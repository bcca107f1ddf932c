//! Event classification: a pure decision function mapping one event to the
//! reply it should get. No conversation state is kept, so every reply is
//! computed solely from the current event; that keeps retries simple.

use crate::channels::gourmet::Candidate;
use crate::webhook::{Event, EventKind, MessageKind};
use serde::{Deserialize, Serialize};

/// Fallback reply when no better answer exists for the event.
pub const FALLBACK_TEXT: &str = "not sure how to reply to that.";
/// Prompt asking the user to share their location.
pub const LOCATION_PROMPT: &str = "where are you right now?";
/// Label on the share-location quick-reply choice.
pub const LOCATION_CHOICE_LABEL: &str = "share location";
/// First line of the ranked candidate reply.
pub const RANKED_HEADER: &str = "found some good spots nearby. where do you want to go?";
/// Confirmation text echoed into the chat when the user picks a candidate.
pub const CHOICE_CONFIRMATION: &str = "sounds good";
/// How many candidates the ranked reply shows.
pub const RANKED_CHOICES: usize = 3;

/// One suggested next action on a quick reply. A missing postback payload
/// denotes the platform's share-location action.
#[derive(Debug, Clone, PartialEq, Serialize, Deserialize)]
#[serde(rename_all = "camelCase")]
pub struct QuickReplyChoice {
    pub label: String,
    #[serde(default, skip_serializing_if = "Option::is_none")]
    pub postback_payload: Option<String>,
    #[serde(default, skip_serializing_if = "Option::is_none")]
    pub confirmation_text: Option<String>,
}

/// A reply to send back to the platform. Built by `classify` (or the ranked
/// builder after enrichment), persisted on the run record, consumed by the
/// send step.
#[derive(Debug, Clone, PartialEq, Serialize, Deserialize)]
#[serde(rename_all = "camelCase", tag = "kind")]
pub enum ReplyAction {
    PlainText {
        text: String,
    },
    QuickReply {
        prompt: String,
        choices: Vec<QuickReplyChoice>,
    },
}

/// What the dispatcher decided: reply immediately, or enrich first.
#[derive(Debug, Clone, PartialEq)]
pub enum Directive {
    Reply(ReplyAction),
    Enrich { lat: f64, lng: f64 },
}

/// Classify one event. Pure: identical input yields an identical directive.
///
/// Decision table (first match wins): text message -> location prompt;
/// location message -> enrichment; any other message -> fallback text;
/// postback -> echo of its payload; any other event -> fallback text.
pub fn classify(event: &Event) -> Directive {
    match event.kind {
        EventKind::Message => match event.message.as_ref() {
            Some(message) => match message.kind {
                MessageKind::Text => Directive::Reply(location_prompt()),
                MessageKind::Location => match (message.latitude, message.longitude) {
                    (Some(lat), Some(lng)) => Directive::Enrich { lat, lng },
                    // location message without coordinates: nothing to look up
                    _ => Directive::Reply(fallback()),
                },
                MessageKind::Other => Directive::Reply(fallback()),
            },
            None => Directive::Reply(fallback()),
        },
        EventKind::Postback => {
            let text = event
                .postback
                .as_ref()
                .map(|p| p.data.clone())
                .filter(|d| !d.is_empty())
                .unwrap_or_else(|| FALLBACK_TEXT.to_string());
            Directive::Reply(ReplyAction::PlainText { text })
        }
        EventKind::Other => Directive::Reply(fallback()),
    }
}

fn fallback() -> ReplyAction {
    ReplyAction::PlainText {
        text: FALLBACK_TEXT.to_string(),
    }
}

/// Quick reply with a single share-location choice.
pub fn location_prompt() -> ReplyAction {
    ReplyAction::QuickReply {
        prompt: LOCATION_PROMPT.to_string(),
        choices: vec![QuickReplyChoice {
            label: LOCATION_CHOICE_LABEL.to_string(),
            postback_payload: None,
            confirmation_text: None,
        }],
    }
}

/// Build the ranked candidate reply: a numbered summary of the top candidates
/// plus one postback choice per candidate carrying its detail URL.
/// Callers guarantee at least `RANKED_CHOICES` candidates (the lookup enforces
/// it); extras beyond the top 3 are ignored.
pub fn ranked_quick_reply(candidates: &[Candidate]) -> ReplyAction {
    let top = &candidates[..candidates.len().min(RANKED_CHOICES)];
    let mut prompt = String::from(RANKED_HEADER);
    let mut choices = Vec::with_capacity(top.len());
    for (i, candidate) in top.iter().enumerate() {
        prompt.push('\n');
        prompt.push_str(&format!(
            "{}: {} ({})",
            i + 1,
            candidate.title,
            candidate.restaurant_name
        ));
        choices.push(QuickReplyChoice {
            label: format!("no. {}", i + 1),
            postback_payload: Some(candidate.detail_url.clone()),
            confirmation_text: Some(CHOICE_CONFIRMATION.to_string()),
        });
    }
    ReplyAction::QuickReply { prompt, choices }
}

-----

◆ Exercise requirements: The lines above, from the first through the one containing "platform's share-location action.", must be restated word for word, with nothing added.

◆ Answer for this exercise:
repository bcca107f1ddf932c
//! Event classification: a pure decision function mapping one event to the
//! reply it should get. No conversation state is kept, so every reply is
//! computed solely from the current event; that keeps retries simple.

use crate::channels::gourmet::Candidate;
use crate::webhook::{Event, EventKind, MessageKind};
use serde::{Deserialize, Serialize};

/// Fallback reply when no better answer exists for the event.
pub const FALLBACK_TEXT: &str = "not sure how to reply to that.";
/// Prompt asking the user to share their location.
pub const LOCATION_PROMPT: &str = "where are you right now?";
/// Label on the share-location quick-reply choice.
pub const LOCATION_CHOICE_LABEL: &str = "share location";
/// First line of the ranked candidate reply.
pub const RANKED_HEADER: &str = "found some good spots nearby. where do you want to go?";
/// Confirmation text echoed into the chat when the user picks a candidate.
pub const CHOICE_CONFIRMATION: &str = "sounds good";
/// How many candidates the ranked reply shows.
pub const RANKED_CHOICES: usize = 3;

/// One suggested next action on a quick reply. A missing postback payload
/// denotes the platform's share-location action.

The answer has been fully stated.